Monday, 20 December 2010

Inflation beating investments

Inflation beating investments

Inflation has hit a new high, but there are options for income seekers.
By Emma Wall 8:00AM GMT 18 Dec 2010

Inflation has hit a new high, with Britain's cost of living rising at the fastest pace seen in six months. The Government's official measure of inflation, the consumer prices index (CPI), hit 3.3pc in November and, even more worryingly, the retail prices index (RPI), which some consider a more accurate inflation reading, rose to 4.7pc last month.
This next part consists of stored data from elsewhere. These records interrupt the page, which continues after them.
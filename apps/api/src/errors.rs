use axum::{
    http::StatusCode,
    response::{IntoResponse, Response},
    Json,
};
use serde::{Deserialize, Serialize};
use serde_json::json;
use thiserror::Error;

/// Application-level error type.
///
/// Shared by the HTTP handlers and by the `SessionAuthority` /
/// `QuestionContentProvider` contracts, so the controller sees the same
/// taxonomy whether it talks to an in-process backend or to the service.
#[derive(Debug, Error)]
pub enum AppError {
    #[error("Not found: {0}")]
    NotFound(String),

    #[error("Validation error: {0}")]
    Validation(String),

    #[error("Unprocessable entity: {0}")]
    UnprocessableEntity(String),

    #[error("Conflict: {0}")]
    Conflict(String),

    #[error("Upstream error: {0}")]
    Upstream(String),

    #[error("Database error: {0}")]
    Database(#[from] sqlx::Error),

    #[error("Internal server error: {0}")]
    Internal(#[from] anyhow::Error),
}

impl AppError {
    /// Stable machine-readable code carried in the JSON error body.
    pub fn code(&self) -> &'static str {
        match self {
            AppError::NotFound(_) => "NOT_FOUND",
            AppError::Validation(_) => "VALIDATION_ERROR",
            AppError::UnprocessableEntity(_) => "UNPROCESSABLE_ENTITY",
            AppError::Conflict(_) => "CONFLICT",
            AppError::Upstream(_) => "UPSTREAM_ERROR",
            AppError::Database(_) => "DATABASE_ERROR",
            AppError::Internal(_) => "INTERNAL_ERROR",
        }
    }

    /// Rebuilds an error from the `{"error": {"code", "message"}}` body the
    /// service returns. Unknown codes degrade to `Upstream`.
    pub fn from_body(status: u16, body: &ErrorBody) -> Self {
        let message = body.error.message.clone();
        match body.error.code.as_str() {
            "NOT_FOUND" => AppError::NotFound(message),
            "VALIDATION_ERROR" => AppError::Validation(message),
            "UNPROCESSABLE_ENTITY" => AppError::UnprocessableEntity(message),
            "CONFLICT" => AppError::Conflict(message),
            code => AppError::Upstream(format!("{code} (status {status}): {message}")),
        }
    }
}

#[derive(Debug, Serialize, Deserialize)]
pub struct ErrorBody {
    pub error: ErrorDetail,
}

#[derive(Debug, Serialize, Deserialize)]
pub struct ErrorDetail {
    pub code: String,
    pub message: String,
}

impl IntoResponse for AppError {
    fn into_response(self) -> Response {
        let code = self.code();
        let (status, message) = match &self {
            AppError::NotFound(msg) => (StatusCode::NOT_FOUND, msg.clone()),
            AppError::Validation(msg) => (StatusCode::BAD_REQUEST, msg.clone()),
            AppError::UnprocessableEntity(msg) => (StatusCode::UNPROCESSABLE_ENTITY, msg.clone()),
            AppError::Conflict(msg) => (StatusCode::CONFLICT, msg.clone()),
            AppError::Upstream(msg) => {
                tracing::error!("Upstream error: {msg}");
                (
                    StatusCode::BAD_GATEWAY,
                    "An upstream service error occurred".to_string(),
                )
            }
            AppError::Database(e) => {
                tracing::error!("Database error: {e}");
                (
                    StatusCode::INTERNAL_SERVER_ERROR,
                    "A database error occurred".to_string(),
                )
            }
            AppError::Internal(e) => {
                tracing::error!("Internal error: {e:?}");
                (
                    StatusCode::INTERNAL_SERVER_ERROR,
                    "An internal server error occurred".to_string(),
                )
            }
        };

        let body = Json(json!({
            "error": {
                "code": code,
                "message": message
            }
        }));

        (status, body).into_response()
    }
}
//! Core types for CabMate: the travel record, the spreadsheet feed parser,
//! departure-time handling, partner matching, and record filters.

pub mod departure;
pub mod feed;
pub mod filter;
pub mod fingerprint;
pub mod matcher;
pub mod record;

pub use departure::{DepartureTime, MinuteOfDay};
pub use feed::{ArityPolicy, CANONICAL_HEADER, ParseOptions, ParseReport, parse, parse_with_report};
pub use filter::{RecordFilter, distinct_dates, distinct_places};
pub use fingerprint::{Fingerprint, fingerprint_records};
pub use matcher::{MatchTarget, MatchWindow, Partner, ValidationError, find_partners, same_place};
pub use record::{RecordDraft, RecordId, TravelRecord};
This is another nail in the coffin for Britain's savers. The average easy-access savings account is paying 0.81pc – the effect of the Bank Rate remaining at just 0.5pc since March last year – and making it almost impossible for people to live off the income from their cash savings.

Experts are urging income-chasers to turn to equities, saying the average yield from FTSE 100 companies is more than 3pc and some income funds promise 7pc. Equities do not carry the same guarantees as savings in a cash account, but if you choose the right investment vehicle, income from savings could again be a viable option.
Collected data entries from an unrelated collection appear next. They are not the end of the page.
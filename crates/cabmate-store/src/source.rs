use async_trait::async_trait;

use crate::FetchError;

/// Upstream provider of the raw feed text.
#[async_trait]
pub trait FeedSource: Send + Sync {
    async fn fetch_raw(&self) -> Result<String, FetchError>;
}
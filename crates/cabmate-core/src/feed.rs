//! Parser for the travel-plan spreadsheet export.
//!
//! The export is comma-delimited text with a header row, but it is not
//! well-formed CSV. Two known quirks of this particular feed are repaired
//! here; nothing else is attempted:
//!
//! 1. The header row is sometimes wrapped immediately before the `Place`
//!    column, leaving a continuation line that starts with `Place"`. The
//!    continuation is folded back into the header.
//! 2. If the header still names a quoted `Place` column but lacks the
//!    `Flight/train number` column, the wrapped header lost its tail and the
//!    fixed [`CANONICAL_HEADER`] is used instead.
//!
//! Fields are split on commas outside double quotes. Quote characters only
//! toggle the quoted state and are dropped; escaped quotes (`""`) are not
//! recognised. Rows failing the arity check or the admission filter are
//! dropped silently and counted in the [`ParseReport`].

use tracing::debug;

use crate::record::{RecordDraft, TravelRecord};

/// Column list of the live feed, used when the header row cannot be trusted.
pub const CANONICAL_HEADER: &[&str] = &[
    "Timestamp",
    "Email address",
    "Name",
    "Contact Number",
    "Travel Date",
    "Departure time from the location",
    "Place",
    "Flight/train number (optional)",
    "Column 9",
];

const FLIGHT_MARKER: &str = "Flight/train number";
const QUOTED_PLACE: &str = "Place\"";

/// How rows whose field count differs from the header are treated.
#[derive(Debug, Clone, Copy, Default, PartialEq, Eq)]
pub enum ArityPolicy {
    /// Field count must equal the header's.
    #[default]
    Strict,
    /// Field count must be at least the header's; trailing fields are ignored.
    Lenient,
}

impl ArityPolicy {
    fn accepts(self, fields: usize, header: usize) -> bool {
        match self {
            Self::Strict => fields == header,
            Self::Lenient => fields >= header,
        }
    }
}

#[derive(Debug, Clone, Copy, Default, PartialEq, Eq)]
pub struct ParseOptions {
    pub arity: ArityPolicy,
}

/// Outcome of one parse, including what was dropped.
#[derive(Debug, Clone, Default, PartialEq, Eq)]
pub struct ParseReport {
    /// Header columns the rows were zipped against.
    pub header: Vec<String>,
    /// True when the canonical header replaced the feed's own.
    pub header_repaired: bool,
    pub rows_seen: usize,
    pub rejected_arity: usize,
    pub rejected_admission: usize,
    pub records: Vec<TravelRecord>,
}

/// Parse raw feed text into admitted records, in feed order.
pub fn parse(raw: &str, options: &ParseOptions) -> Vec<TravelRecord> {
    parse_with_report(raw, options).records
}

pub fn parse_with_report(raw: &str, options: &ParseOptions) -> ParseReport {
    let lines: Vec<&str> = raw.lines().filter(|l| !l.trim().is_empty()).collect();
    if lines.len() < 2 {
        return ParseReport::default();
    }

    let (header_text, data_start) = join_wrapped_header(&lines);
    let header_repaired =
        header_text.contains(QUOTED_PLACE) && !header_text.contains(FLIGHT_MARKER);
    let header: Vec<String> = if header_repaired {
        debug!("feed header wrapped before Place; using canonical header");
        CANONICAL_HEADER.iter().map(|h| h.to_string()).collect()
    } else {
        split_fields(&header_text)
    };
    let columns: Vec<Option<Column>> = header.iter().map(|h| Column::from_header(h)).collect();

    let mut report = ParseReport {
        header,
        header_repaired,
        ..Default::default()
    };

    for line in &lines[data_start..] {
        report.rows_seen += 1;
        let fields = split_fields(line);
        if !options.arity.accepts(fields.len(), columns.len()) {
            report.rejected_arity += 1;
            continue;
        }

        let mut draft = RecordDraft::default();
        for (column, value) in columns.iter().zip(fields) {
            if let Some(column) = column {
                column.fill(&mut draft, value);
            }
        }

        match draft.admit() {
            Some(record) => report.records.push(record),
            None => report.rejected_admission += 1,
        }
    }

    debug!(
        records = report.records.len(),
        rows = report.rows_seen,
        rejected_arity = report.rejected_arity,
        rejected_admission = report.rejected_admission,
        "parsed feed"
    );
    report
}

/// Fold a `Place"...` continuation line into the header.
///
/// Returns the header text and the index of the first data line.
fn join_wrapped_header(lines: &[&str]) -> (String, usize) {
    let first = lines[0];
    let continues = lines.get(1).is_some_and(|next| {
        let next = next.trim_start();
        next.starts_with(QUOTED_PLACE) || next.starts_with("\"Place\"")
    });
    if continues && !first.contains(FLIGHT_MARKER) {
        (format!("{}{}", first.trim_end(), lines[1].trim_start()), 2)
    } else {
        (first.to_string(), 1)
    }
}

/// Split one line on commas outside double quotes. Fields are trimmed.
pub fn split_fields(line: &str) -> Vec<String> {
    let mut fields = Vec::new();
    let mut current = String::new();
    let mut in_quotes = false;

    for ch in line.chars() {
        match ch {
            '"' => in_quotes = !in_quotes,
            ',' if !in_quotes => {
                fields.push(current.trim().to_string());
                current.clear();
            }
            _ => current.push(ch),
        }
    }
    fields.push(current.trim().to_string());
    fields
}

/// Record attribute a header column feeds.
#[derive(Debug, Clone, Copy, PartialEq, Eq)]
enum Column {
    Timestamp,
    Email,
    Name,
    Contact,
    TravelDate,
    DepartureTime,
    Place,
    FlightTrainNumber,
}

impl Column {
    /// Map a header name, including the variants seen in past exports.
    fn from_header(header: &str) -> Option<Self> {
        let h = header.trim().to_ascii_lowercase();
        let column = match h.as_str() {
            "timestamp" => Self::Timestamp,
            "email address" | "email" => Self::Email,
            "name" => Self::Name,
            "contact number" | "contact" => Self::Contact,
            "travel date" => Self::TravelDate,
            "departure time from the location" | "departure time" => Self::DepartureTime,
            "place" => Self::Place,
            "flight/train number (optional)" | "flight/train number" => Self::FlightTrainNumber,
            _ => return None,
        };
        Some(column)
    }

    /// First non-empty value wins when two header variants map to one column.
    fn fill(self, draft: &mut RecordDraft, value: String) {
        let slot = match self {
            Self::Timestamp => &mut draft.timestamp,
            Self::Email => &mut draft.email,
            Self::Name => &mut draft.name,
            Self::Contact => &mut draft.contact,
            Self::TravelDate => &mut draft.travel_date,
            Self::DepartureTime => &mut draft.departure_time,
            Self::Place => &mut draft.place,
            Self::FlightTrainNumber => &mut draft.flight_train_number,
        };
        if slot.is_empty() {
            *slot = value;
        }
    }
}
There are two main avenues through which to gain a yield from investing – shares that pay dividends or funds. The UK has some of the best stock markets for dividends.

Nick Raynor, the investment adviser at The Share Centre, likes Chesnara, an underwriter for life assurance products, now at 210p a share and offering a yield of 7.5pc. Royal Dutch Shell "B" is £19.41 a share and offers a yield of 5.6pc.

He also tips Aviva, at 366p, yielding 7.9pc: "Recent weakness in the share price takes the yield to almost 8pc, and the dividend is stable. We believe next year will see the dividend continue to rise."

Mr Raynor also likes Vodafone at 163p a share and offering a yield of 4.8pc and property company British Land at 484p, yielding 5.6pc.

European companies also offer attractive dividends. France Telecom paid a dividend of €1.40 last year – a yield of about 8pc.

If you want to leave stock picking to experts, choose an income fund. There are straight equity income funds, bond funds and those that invest in a mixture of the two. Equity income funds hold a selection of companies for a chosen region, such as UK, Europe, emerging markets or global funds.

There are fewer dividend-paying companies in the emerging markets region, but the number is increasing, and as it does more funds are expected to launch.

There are 75 UK equity income funds, with the top-performing over the past five years being Halifax UK Equity Income. Based on £1,000 invested, with the income accumulated, the Halifax fund has returned 42pc.
Troy Trojan Income, Unicorn UK Income and Aviva Investors UK Equity Income funds have all returned more than 35pc in the same period.

If you are after an even bigger rate of interest, you could try an enhanced income fund. This is a fund that operates in tandem with a traditional income fund and sells call options on the income fund's holdings.
Enhanced income funds aim to generate a higher income (typically a yield of 7pc a year compared with the average income fund that is now yielding 4.8pc), but at the cost of sacrificing some of the capital growth associated with shares – and they do this using complex derivatives known as options. The funds sell options, for which they receive a fee, on shares held in the portfolio based on a prediction of how the share price will rise in a three-month period.

Enhanced income funds are able to offer much higher yields than traditional income funds because of the fee they get for selling the option. There are only a handful on the market, but there are plans to launch more.

Opinions are divided as to whether they carry a higher risk than traditional income funds. Michael Clarke, the manager of Fidelity's Enhanced Income fund, said he tried to ensure as safe an investment as possible.

In opting for high income, you also lose out on capital growth, so investors need to weigh up whether they are prepared to limit capital growth potential for a little bit of extra yield. Schroder Income Maximiser yielded 7.18pc in the past year, Fidelity Enhanced Income 7.39pc, Newton Higher Income 7.97pc and Insight UK Equity Income Booster 8.76pc.